What's the typical process for you on a painting? Do you start with a finished image in mind? Do you work on one piece at a time?

Sometimes I’ll have a painting flash in my mind mid-conversation and I'll jot it down quickly to remember it for later. Other times, I'll stare at a blank canvas until I start mixing colors and play around to see what works. Some I finish more quickly and some live with me for a while until I figure out how to find their fullest expression.  I can’t tell you how many random pieces of paper I have with little descriptions of paintings or images on my phone that I took because I loved the color palette or texture of a wall.  In all of it though, I am present. I once learned in an acting class that you must do all the necessary script analysis and character work beforehand, so that when it’s time to perform you can forget about everything and simply be present. That’s how I currently feel when I am painting. I am trusting in the many years of foundational learning, listening, researching, observing, practicing and developing to be there so that when I walk into the studio I can forget about it all and just paint.  

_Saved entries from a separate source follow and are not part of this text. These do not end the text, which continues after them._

//! In-memory [`ResourceClient`] for unit tests.
//!
//! Records live per resource type; creates get the next integer id, updates
//! merge into the stored object, deletes remove it. Failures can be queued
//! per listing or for the next write.

use async_trait::async_trait;
use serde_json::{json, Map, Value};
use std::collections::HashMap;
use std::sync::Mutex;

use crate::client::{OutboundPayload, ResourceClient};
use crate::error::ClientError;
use crate::record::RecordId;
use crate::types::ResourceType;

#[derive(Debug, Clone, PartialEq)]
pub enum Call {
    List(ResourceType),
    Create(ResourceType),
    Update(ResourceType, RecordId),
    Delete(ResourceType, RecordId),
}

#[derive(Default)]
struct State {
    tables: HashMap<ResourceType, Vec<Map<String, Value>>>,
    next_id: i64,
    list_failures: HashMap<ResourceType, ClientError>,
    write_failure: Option<ClientError>,
    calls: Vec<Call>,
    payloads: Vec<OutboundPayload>,
}

#[derive(Default)]
pub struct MockResourceClient {
    state: Mutex<State>,
}

impl MockResourceClient {
    pub fn new() -> Self {
        Self::default()
    }

    /// Replace the stored rows for `resource`
    pub fn seed(&self, resource: ResourceType, rows: Vec<Value>) {
        let mut state = self.lock();
        let rows: Vec<Map<String, Value>> = rows
            .into_iter()
            .filter_map(|v| match v {
                Value::Object(map) => Some(map),
                _ => None,
            })
            .collect();
        for row in &rows {
            if let Some(n) = row.get("id").and_then(Value::as_i64) {
                state.next_id = state.next_id.max(n);
            }
        }
        state.tables.insert(resource, rows);
    }

    pub fn seed_one(&self, resource: ResourceType, row: Value) {
        let mut rows: Vec<Value> = self
            .lock()
            .tables
            .get(&resource)
            .map(|t| t.iter().cloned().map(Value::Object).collect())
            .unwrap_or_default();
        rows.push(row);
        self.seed(resource, rows);
    }

    /// Every listing of `resource` fails until `heal_list` is called
    pub fn fail_list(&self, resource: ResourceType, error: ClientError) {
        self.lock().list_failures.insert(resource, error);
    }

    pub fn heal_list(&self, resource: ResourceType) {
        self.lock().list_failures.remove(&resource);
    }

    /// The next create/update/delete fails once
    pub fn fail_next_write(&self, error: ClientError) {
        self.lock().write_failure = Some(error);
    }

    pub fn calls(&self) -> Vec<Call> {
        self.lock().calls.clone()
    }

    pub fn write_calls(&self) -> usize {
        self.lock()
            .calls
            .iter()
            .filter(|c| !matches!(c, Call::List(_)))
            .count()
    }

    pub fn last_payload(&self) -> Option<OutboundPayload> {
        self.lock().payloads.last().cloned()
    }

    pub fn rows(&self, resource: ResourceType) -> Vec<Value> {
        self.lock()
            .tables
            .get(&resource)
            .map(|t| t.iter().cloned().map(Value::Object).collect())
            .unwrap_or_default()
    }

    fn lock(&self) -> std::sync::MutexGuard<'_, State> {
        self.state.lock().unwrap_or_else(|poisoned| poisoned.into_inner())
    }
}

/// What the server would store for a payload: attachments become media paths
fn stored_fields(payload: &OutboundPayload) -> Map<String, Value> {
    let mut fields = payload.fields.clone();
    for (name, attachment) in &payload.attachments {
        fields.insert(name.clone(), json!(format!("/media/{}", attachment.file_name)));
    }
    for name in &payload.cleared {
        fields.insert(name.clone(), Value::Null);
    }
    fields
}

fn position(rows: &[Map<String, Value>], id: &RecordId) -> Option<usize> {
    rows.iter()
        .position(|row| row.get("id").and_then(RecordId::from_value).as_ref() == Some(id))
}

#[async_trait]
impl ResourceClient for MockResourceClient {
    async fn list(&self, resource: ResourceType) -> Result<Value, ClientError> {
        let mut state = self.lock();
        state.calls.push(Call::List(resource));
        if let Some(err) = state.list_failures.get(&resource) {
            return Err(err.clone());
        }
        let rows: Vec<Value> = state
            .tables
            .get(&resource)
            .map(|t| t.iter().cloned().map(Value::Object).collect())
            .unwrap_or_default();
        Ok(json!({ "success": true, "data": rows }))
    }

    async fn create(&self, resource: ResourceType, payload: OutboundPayload) -> Result<Value, ClientError> {
        let mut state = self.lock();
        state.calls.push(Call::Create(resource));
        state.payloads.push(payload.clone());
        if let Some(err) = state.write_failure.take() {
            return Err(err);
        }

        state.next_id += 1;
        let mut row = stored_fields(&payload);
        row.insert("id".to_string(), json!(state.next_id));
        state.tables.entry(resource).or_default().push(row.clone());
        Ok(json!({ "code": "CREATED", "data": row }))
    }

    async fn update(
        &self,
        resource: ResourceType,
        id: &RecordId,
        payload: OutboundPayload,
    ) -> Result<Value, ClientError> {
        let mut state = self.lock();
        state.calls.push(Call::Update(resource, id.clone()));
        state.payloads.push(payload.clone());
        if let Some(err) = state.write_failure.take() {
            return Err(err);
        }

        let rows = state.tables.entry(resource).or_default();
        let idx = position(rows, id).ok_or_else(|| ClientError::Server {
            status: 404,
            message: "Not found.".to_string(),
        })?;
        for (k, v) in stored_fields(&payload) {
            rows[idx].insert(k, v);
        }
        Ok(json!({ "data": rows[idx].clone() }))
    }

    async fn delete(&self, resource: ResourceType, id: &RecordId) -> Result<Value, ClientError> {
        let mut state = self.lock();
        state.calls.push(Call::Delete(resource, id.clone()));
        if let Some(err) = state.write_failure.take() {
            return Err(err);
        }

        let rows = state.tables.entry(resource).or_default();
        match position(rows, id) {
            Some(idx) => {
                rows.remove(idx);
                Ok(Value::Null)
            }
            None => Err(ClientError::Server { status: 404, message: "Not found.".to_string() }),
        }
    }
}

How do you feel about Nashville as a creative community?

I feel spoiled by Nashville, honestly.  When I moved here for college, I had no idea the kind of community I’d get to experience on a daily basis. From musicians to writers, visual artists, filmmakers and designers, I’m consistently inspired by what is happening around this city. Even when I moved to New York for a stint, people were talking about Nashville!  There is a unique energy here filled with possibility, true collaboration and a healthy dose of underdog mentality.  I’d be remiss if I didn’t say it fed a certain romanticism in me wishing I were among the members of the “lost generation” in Paris in the 1920’s. We are proving, though, that we don’t need to move elsewhere to make good work because the opportunities are here, we just need the city to keep recognizing the importance of supporting artists so that remains the case. 

As an emerging artist, what have you learned about your work and about being an artist since showing work in a gallery?

I have learned that a good framer is worth the investment and never drop off work to a gallery without properly wiring it! Ha!  But seriously, I have learned so much. Getting to see your work hanging in a space where people can see it, discuss it, enjoy it or ignore it is exhilarating and vulnerable at the same time. I’ve heard complete strangers praise my pieces one day and then others absolutely destroy them next.  With every experience I’ve had to reinforce my own belief in my work - it’s an opportunity to grow, agreeing when it feels true and agreeing to disagree when it doesn’t.  As an artist I feel like I have a responsibility not only to my gallery but also to those who collect my work and the general public who views it.  If I don’t show up and paint honestly than how can a gallery get behind my work and sell it? Similarly how I expect a collector to invest or the general public to take the time to even look at it? It’s a symbiotic relationship and important to take seriously.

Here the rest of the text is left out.